Смотри, произошло явление чая как феномена (с)
регенерация Одиннадцатого, бытие-к-смерти и все такоеВсе катарсисы (очень вольно позволю себе обобщить) – не только в ДК, но и в принципе – строятся либо на переживаниях конца, либо на переживаниях перемены, чаще всего необратимой; причем не обязательно конец – это смерть, и точно так же необязательно, что перемена – это не смерть.
(Опять же не могу не вспомнить Серые Гавани в ВК, которые идеальное – и буквальное – воплощение конца эпохи как перемены).

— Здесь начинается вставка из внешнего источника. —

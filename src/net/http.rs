//! HTTP plumbing shared by every API wrapper.
//!
//! Client-side (hydrate): real calls via `gloo-net`, with the bearer token
//! applied explicitly per request. Server-side (SSR): every call fails with
//! [`ApiError::Unreachable`] since the API is only reachable from the
//! browser.

#![allow(clippy::unused_async)]

use serde::Serialize;
use serde::de::DeserializeOwned;

use super::error::ApiError;
#[cfg(feature = "hydrate")]
use super::error::remote;

/// Base path of the remote inventory API.
pub const API_BASE: &str = "/api";

/// Absolute URL for an API path.
pub fn url(path: &str) -> String {
    format!("{API_BASE}{path}")
}

#[cfg(feature = "hydrate")]
fn builder(
    method: gloo_net::http::Method,
    path: &str,
    token: Option<&str>,
) -> gloo_net::http::RequestBuilder {
    let b = gloo_net::http::RequestBuilder::new(&url(path)).method(method);
    match token {
        Some(token) => b.header("Authorization", &format!("Bearer {token}")),
        None => b,
    }
}

#[cfg(feature = "hydrate")]
async fn fail(path: &str, resp: gloo_net::http::Response) -> ApiError {
    let status = resp.status();
    let body = resp.text().await.unwrap_or_default();
    log::warn!("API {path} a répondu {status}");
    remote(status, &body)
}

#[cfg(feature = "hydrate")]
async fn decode<T: DeserializeOwned>(
    path: &str,
    resp: gloo_net::http::Response,
) -> Result<T, ApiError> {
    if !resp.ok() {
        return Err(fail(path, resp).await);
    }
    let status = resp.status();
    resp.json::<T>().await.map_err(|err| {
        log::error!("corps de réponse invalide pour {path}: {err}");
        ApiError::Remote {
            status,
            message: "corps de réponse invalide".to_owned(),
        }
    })
}

#[cfg(feature = "hydrate")]
async fn send(
    path: &str,
    b: gloo_net::http::RequestBuilder,
) -> Result<gloo_net::http::Response, ApiError> {
    b.send().await.map_err(|err| {
        log::error!("API {path} injoignable: {err}");
        ApiError::Unreachable
    })
}

#[cfg(feature = "hydrate")]
async fn send_json<B: Serialize>(
    path: &str,
    b: gloo_net::http::RequestBuilder,
    body: &B,
) -> Result<gloo_net::http::Response, ApiError> {
    let request = b.json(body).map_err(|err| {
        log::error!("sérialisation de la requête {path} impossible: {err}");
        ApiError::Unreachable
    })?;
    request.send().await.map_err(|err| {
        log::error!("API {path} injoignable: {err}");
        ApiError::Unreachable
    })
}

/// `GET path`, decoding a JSON body.
pub async fn get<T: DeserializeOwned>(path: &str, token: Option<&str>) -> Result<T, ApiError> {
    #[cfg(feature = "hydrate")]
    {
        let resp = send(path, builder(gloo_net::http::Method::GET, path, token)).await?;
        decode(path, resp).await
    }
    #[cfg(not(feature = "hydrate"))]
    {
        let _ = (path, token);
        Err(ApiError::Unreachable)
    }
}

/// `POST path` with a JSON body, decoding a JSON response.
pub async fn post<B: Serialize, T: DeserializeOwned>(
    path: &str,
    token: Option<&str>,
    body: &B,
) -> Result<T, ApiError> {
    #[cfg(feature = "hydrate")]
    {
        let resp = send_json(path, builder(gloo_net::http::Method::POST, path, token), body).await?;
        decode(path, resp).await
    }
    #[cfg(not(feature = "hydrate"))]
    {
        let _ = (path, token, body);
        Err(ApiError::Unreachable)
    }
}

/// `POST path` with no body and no expected response body.
pub async fn post_no_content(path: &str, token: Option<&str>) -> Result<(), ApiError> {
    #[cfg(feature = "hydrate")]
    {
        let resp = send(path, builder(gloo_net::http::Method::POST, path, token)).await?;
        if resp.ok() { Ok(()) } else { Err(fail(path, resp).await) }
    }
    #[cfg(not(feature = "hydrate"))]
    {
        let _ = (path, token);
        Err(ApiError::Unreachable)
    }
}

/// `PUT path` with a JSON body, decoding a JSON response.
pub async fn put<B: Serialize, T: DeserializeOwned>(
    path: &str,
    token: Option<&str>,
    body: &B,
) -> Result<T, ApiError> {
    #[cfg(feature = "hydrate")]
    {
        let resp = send_json(path, builder(gloo_net::http::Method::PUT, path, token), body).await?;
        decode(path, resp).await
    }
    #[cfg(not(feature = "hydrate"))]
    {
        let _ = (path, token, body);
        Err(ApiError::Unreachable)
    }
}

/// `PUT path` with no body, decoding a JSON response (status toggles).
pub async fn put_no_body<T: DeserializeOwned>(
    path: &str,
    token: Option<&str>,
) -> Result<T, ApiError> {
    #[cfg(feature = "hydrate")]
    {
        let resp = send(path, builder(gloo_net::http::Method::PUT, path, token)).await?;
        decode(path, resp).await
    }
    #[cfg(not(feature = "hydrate"))]
    {
        let _ = (path, token);
        Err(ApiError::Unreachable)
    }
}

/// `PATCH path` with a JSON body, decoding a JSON response.
pub async fn patch<B: Serialize, T: DeserializeOwned>(
    path: &str,
    token: Option<&str>,
    body: &B,
) -> Result<T, ApiError> {
    #[cfg(feature = "hydrate")]
    {
        let resp =
            send_json(path, builder(gloo_net::http::Method::PATCH, path, token), body).await?;
        decode(path, resp).await
    }
    #[cfg(not(feature = "hydrate"))]
    {
        let _ = (path, token, body);
        Err(ApiError::Unreachable)
    }
}

/// `PATCH path` with a JSON body and no expected response body.
pub async fn patch_no_content<B: Serialize>(
    path: &str,
    token: Option<&str>,
    body: &B,
) -> Result<(), ApiError> {
    #[cfg(feature = "hydrate")]
    {
        let resp =
            send_json(path, builder(gloo_net::http::Method::PATCH, path, token), body).await?;
        if resp.ok() { Ok(()) } else { Err(fail(path, resp).await) }
    }
    #[cfg(not(feature = "hydrate"))]
    {
        let _ = (path, token, body);
        Err(ApiError::Unreachable)
    }
}

/// `DELETE path` with no expected response body.
pub async fn delete(path: &str, token: Option<&str>) -> Result<(), ApiError> {
    #[cfg(feature = "hydrate")]
    {
        let resp = send(path, builder(gloo_net::http::Method::DELETE, path, token)).await?;
        if resp.ok() { Ok(()) } else { Err(fail(path, resp).await) }
    }
    #[cfg(not(feature = "hydrate"))]
    {
        let _ = (path, token);
        Err(ApiError::Unreachable)
    }
}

Я когда-то читала весьма любопытную рецензию (статью?) о том, что одна из главных проблем письма Моффата – это как раз его everybody lives – то, что он боится настоящих перемен, не дает пережить смерть, у него ничего не «заканчивается» на самом деле. В общем, в то время (может, даже и сейчас) с большей частью статьи я была согласна.
Но, как часто бывает в хороших произведениях, смерть заставляет развернуться назад и окинуть взглядом все то, что ей предшествовало – и переосмыслить его (и то, насколько изумительно это сделано в «Хоббите», одна из главных причин моей любви к этой книге, о чем я уже когда-то говорила); причем иногда мне кажется, что предчувствие катарсиса-конца заставляет смотреть вперед в его ожидании (вспомните хотя бы предчувствия регенерации Десятого) в то время, как катарсис-перемена более внезапен – и именно он заставляет оглядываться назад.
Регенерация Одиннадцатого тоже заставляет окинуть взглядом некоторые вещи, ей предшествовавшие.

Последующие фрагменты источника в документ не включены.